**Exercise details:** Among the lines below, keep only those from the one containing "fresh, unconnected-beyond-input-output genomes." through the one containing "for _ in 0..config.population_size", and reproduce them exactly.

┌─ Records for this exercise

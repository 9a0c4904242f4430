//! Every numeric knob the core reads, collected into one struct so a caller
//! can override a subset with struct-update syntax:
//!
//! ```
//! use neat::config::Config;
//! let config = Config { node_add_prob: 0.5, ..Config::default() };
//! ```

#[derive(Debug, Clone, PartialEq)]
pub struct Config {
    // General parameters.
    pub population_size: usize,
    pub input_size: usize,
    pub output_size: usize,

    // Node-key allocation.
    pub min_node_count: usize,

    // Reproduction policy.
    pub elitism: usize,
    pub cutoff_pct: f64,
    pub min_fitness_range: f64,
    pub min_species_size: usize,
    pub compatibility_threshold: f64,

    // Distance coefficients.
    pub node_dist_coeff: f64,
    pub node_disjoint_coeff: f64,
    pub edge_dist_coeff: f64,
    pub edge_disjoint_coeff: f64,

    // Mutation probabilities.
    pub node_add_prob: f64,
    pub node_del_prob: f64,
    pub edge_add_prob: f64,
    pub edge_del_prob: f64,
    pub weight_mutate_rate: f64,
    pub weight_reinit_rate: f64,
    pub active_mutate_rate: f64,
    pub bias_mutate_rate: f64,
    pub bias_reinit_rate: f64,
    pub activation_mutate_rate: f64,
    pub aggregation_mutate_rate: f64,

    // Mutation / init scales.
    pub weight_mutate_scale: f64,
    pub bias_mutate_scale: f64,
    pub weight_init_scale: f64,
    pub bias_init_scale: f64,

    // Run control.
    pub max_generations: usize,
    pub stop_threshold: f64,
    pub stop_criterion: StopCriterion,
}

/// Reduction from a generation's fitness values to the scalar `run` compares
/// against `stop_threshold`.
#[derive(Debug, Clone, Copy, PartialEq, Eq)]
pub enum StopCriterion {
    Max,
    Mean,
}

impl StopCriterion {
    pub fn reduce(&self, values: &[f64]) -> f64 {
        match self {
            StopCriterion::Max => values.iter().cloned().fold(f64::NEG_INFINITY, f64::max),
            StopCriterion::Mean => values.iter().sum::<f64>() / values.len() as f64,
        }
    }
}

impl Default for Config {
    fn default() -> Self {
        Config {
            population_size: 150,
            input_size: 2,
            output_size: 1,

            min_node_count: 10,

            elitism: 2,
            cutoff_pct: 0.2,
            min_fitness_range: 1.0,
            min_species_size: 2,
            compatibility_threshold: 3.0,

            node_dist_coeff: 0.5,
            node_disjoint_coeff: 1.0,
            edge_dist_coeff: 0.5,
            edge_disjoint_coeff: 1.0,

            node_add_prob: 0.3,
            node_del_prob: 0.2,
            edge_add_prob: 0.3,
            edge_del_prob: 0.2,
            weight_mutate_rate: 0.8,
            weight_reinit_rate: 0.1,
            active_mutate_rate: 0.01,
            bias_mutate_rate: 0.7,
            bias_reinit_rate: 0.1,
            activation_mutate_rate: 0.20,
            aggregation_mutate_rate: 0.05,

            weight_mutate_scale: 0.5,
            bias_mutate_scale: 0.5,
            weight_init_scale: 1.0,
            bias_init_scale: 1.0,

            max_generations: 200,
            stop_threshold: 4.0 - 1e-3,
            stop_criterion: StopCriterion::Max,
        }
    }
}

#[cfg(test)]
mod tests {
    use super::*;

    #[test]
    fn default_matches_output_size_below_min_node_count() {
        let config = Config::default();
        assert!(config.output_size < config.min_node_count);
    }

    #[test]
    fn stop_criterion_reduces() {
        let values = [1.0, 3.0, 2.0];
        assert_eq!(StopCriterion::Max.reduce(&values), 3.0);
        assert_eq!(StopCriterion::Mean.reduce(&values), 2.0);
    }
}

└─
┌─ Records for this exercise

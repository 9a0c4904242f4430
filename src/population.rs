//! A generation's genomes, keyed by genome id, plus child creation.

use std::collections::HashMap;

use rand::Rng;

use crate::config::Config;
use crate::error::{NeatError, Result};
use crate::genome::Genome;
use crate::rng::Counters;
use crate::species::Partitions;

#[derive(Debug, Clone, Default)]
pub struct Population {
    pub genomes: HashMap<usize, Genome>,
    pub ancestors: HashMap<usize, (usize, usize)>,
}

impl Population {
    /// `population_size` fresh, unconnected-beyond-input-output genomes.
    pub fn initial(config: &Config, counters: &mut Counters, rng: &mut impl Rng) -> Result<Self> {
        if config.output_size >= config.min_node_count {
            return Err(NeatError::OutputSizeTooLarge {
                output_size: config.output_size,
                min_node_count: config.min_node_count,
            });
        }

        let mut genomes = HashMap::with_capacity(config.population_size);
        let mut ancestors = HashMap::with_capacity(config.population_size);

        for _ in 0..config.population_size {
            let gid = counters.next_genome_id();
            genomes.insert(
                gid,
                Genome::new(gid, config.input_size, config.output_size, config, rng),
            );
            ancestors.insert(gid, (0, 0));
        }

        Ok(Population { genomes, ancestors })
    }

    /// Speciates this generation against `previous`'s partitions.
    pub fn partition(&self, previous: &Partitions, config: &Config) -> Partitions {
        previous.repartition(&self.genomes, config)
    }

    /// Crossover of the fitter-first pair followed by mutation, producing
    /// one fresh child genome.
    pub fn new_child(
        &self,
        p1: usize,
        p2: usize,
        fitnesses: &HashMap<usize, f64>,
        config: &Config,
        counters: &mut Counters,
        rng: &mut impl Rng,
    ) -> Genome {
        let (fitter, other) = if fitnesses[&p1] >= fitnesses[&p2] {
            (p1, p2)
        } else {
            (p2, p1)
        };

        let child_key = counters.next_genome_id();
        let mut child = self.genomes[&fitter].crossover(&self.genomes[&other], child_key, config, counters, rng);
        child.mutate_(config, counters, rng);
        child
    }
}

└─

**Written answer:**
    /// `population_size` fresh, unconnected-beyond-input-output genomes.
    pub fn initial(config: &Config, counters: &mut Counters, rng: &mut impl Rng) -> Result<Self> {
        if config.output_size >= config.min_node_count {
            return Err(NeatError::OutputSizeTooLarge {
                output_size: config.output_size,
                min_node_count: config.min_node_count,
            });
        }

        let mut genomes = HashMap::with_capacity(config.population_size);
        let mut ancestors = HashMap::with_capacity(config.population_size);

        for _ in 0..config.population_size {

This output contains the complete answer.